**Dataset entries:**
---
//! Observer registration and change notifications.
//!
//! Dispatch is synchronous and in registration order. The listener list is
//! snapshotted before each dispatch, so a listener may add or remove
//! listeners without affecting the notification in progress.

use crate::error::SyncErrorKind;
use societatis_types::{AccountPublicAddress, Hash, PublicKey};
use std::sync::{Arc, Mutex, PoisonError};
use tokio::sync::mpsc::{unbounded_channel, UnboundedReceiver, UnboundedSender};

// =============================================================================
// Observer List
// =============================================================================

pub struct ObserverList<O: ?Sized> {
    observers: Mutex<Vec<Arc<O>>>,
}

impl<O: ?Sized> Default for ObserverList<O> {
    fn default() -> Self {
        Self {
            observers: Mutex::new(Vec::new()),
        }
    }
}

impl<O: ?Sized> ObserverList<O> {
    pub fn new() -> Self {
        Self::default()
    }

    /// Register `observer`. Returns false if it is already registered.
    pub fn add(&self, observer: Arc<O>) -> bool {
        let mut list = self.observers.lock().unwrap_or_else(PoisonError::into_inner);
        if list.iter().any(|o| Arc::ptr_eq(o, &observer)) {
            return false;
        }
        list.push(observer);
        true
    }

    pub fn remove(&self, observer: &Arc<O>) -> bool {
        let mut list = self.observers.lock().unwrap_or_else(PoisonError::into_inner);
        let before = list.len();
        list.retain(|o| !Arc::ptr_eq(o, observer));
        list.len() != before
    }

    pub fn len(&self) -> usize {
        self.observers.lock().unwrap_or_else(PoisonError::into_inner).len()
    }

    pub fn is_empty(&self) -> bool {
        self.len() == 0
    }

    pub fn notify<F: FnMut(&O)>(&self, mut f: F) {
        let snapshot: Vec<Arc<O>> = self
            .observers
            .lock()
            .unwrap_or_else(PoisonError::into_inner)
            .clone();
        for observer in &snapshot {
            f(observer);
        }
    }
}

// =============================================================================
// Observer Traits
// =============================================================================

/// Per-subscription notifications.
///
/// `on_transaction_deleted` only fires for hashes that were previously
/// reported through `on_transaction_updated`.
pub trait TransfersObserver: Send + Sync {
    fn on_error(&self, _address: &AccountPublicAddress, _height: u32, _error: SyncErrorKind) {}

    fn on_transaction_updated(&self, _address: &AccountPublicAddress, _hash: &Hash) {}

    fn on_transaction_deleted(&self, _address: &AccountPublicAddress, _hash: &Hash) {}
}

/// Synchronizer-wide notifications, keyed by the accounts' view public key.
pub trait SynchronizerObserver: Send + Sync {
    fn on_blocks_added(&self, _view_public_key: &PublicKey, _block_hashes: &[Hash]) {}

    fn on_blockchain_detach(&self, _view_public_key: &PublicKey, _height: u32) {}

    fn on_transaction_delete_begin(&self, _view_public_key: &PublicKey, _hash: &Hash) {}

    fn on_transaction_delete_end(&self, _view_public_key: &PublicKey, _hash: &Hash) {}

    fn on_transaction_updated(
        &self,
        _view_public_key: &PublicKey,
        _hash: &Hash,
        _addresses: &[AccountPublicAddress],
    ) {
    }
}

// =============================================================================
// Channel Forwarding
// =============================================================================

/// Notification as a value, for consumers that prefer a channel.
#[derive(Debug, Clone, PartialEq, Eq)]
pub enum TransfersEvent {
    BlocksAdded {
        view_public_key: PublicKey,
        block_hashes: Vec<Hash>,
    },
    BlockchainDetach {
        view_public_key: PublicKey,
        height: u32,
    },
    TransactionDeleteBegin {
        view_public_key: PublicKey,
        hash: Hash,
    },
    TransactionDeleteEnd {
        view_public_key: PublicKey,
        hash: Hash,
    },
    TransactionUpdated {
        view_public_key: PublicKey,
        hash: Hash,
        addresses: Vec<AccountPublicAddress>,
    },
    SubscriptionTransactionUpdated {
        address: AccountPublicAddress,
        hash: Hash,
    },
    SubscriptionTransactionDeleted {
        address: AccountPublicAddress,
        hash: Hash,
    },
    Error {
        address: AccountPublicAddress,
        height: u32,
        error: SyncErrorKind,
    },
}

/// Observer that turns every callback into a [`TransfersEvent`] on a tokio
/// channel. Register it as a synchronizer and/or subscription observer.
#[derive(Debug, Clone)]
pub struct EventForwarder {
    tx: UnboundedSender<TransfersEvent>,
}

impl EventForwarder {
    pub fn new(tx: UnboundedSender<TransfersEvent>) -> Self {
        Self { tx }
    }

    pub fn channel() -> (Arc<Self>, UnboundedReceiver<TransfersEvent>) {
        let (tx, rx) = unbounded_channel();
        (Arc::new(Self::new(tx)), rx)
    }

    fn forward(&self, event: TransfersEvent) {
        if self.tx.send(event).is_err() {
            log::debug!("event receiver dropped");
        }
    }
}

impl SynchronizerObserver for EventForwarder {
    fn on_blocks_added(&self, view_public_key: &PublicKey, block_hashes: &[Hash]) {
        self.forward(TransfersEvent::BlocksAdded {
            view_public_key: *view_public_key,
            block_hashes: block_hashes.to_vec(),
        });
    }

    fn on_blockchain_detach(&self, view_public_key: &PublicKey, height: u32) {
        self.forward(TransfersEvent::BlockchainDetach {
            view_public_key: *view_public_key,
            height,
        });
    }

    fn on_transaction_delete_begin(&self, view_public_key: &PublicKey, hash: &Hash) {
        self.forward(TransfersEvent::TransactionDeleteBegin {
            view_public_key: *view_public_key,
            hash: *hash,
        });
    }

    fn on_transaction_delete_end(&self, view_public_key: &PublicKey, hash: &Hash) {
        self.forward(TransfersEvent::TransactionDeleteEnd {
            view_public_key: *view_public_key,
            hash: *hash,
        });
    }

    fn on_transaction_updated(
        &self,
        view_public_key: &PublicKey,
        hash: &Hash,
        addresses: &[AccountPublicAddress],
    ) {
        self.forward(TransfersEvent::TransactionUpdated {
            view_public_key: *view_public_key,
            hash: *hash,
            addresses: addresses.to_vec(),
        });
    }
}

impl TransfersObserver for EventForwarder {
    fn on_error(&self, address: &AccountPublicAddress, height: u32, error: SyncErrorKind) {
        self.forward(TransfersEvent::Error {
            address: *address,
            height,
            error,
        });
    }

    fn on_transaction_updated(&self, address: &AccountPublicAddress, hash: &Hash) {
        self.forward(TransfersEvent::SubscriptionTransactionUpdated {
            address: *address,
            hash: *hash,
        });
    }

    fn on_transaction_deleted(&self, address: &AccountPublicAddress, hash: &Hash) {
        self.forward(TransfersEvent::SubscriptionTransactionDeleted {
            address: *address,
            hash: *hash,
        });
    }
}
---
Each line of the data above containing the string "before" is to be copied.

**Written answer:**
//! snapshotted before each dispatch, so a listener may add or remove
        let before = list.len();
        list.len() != before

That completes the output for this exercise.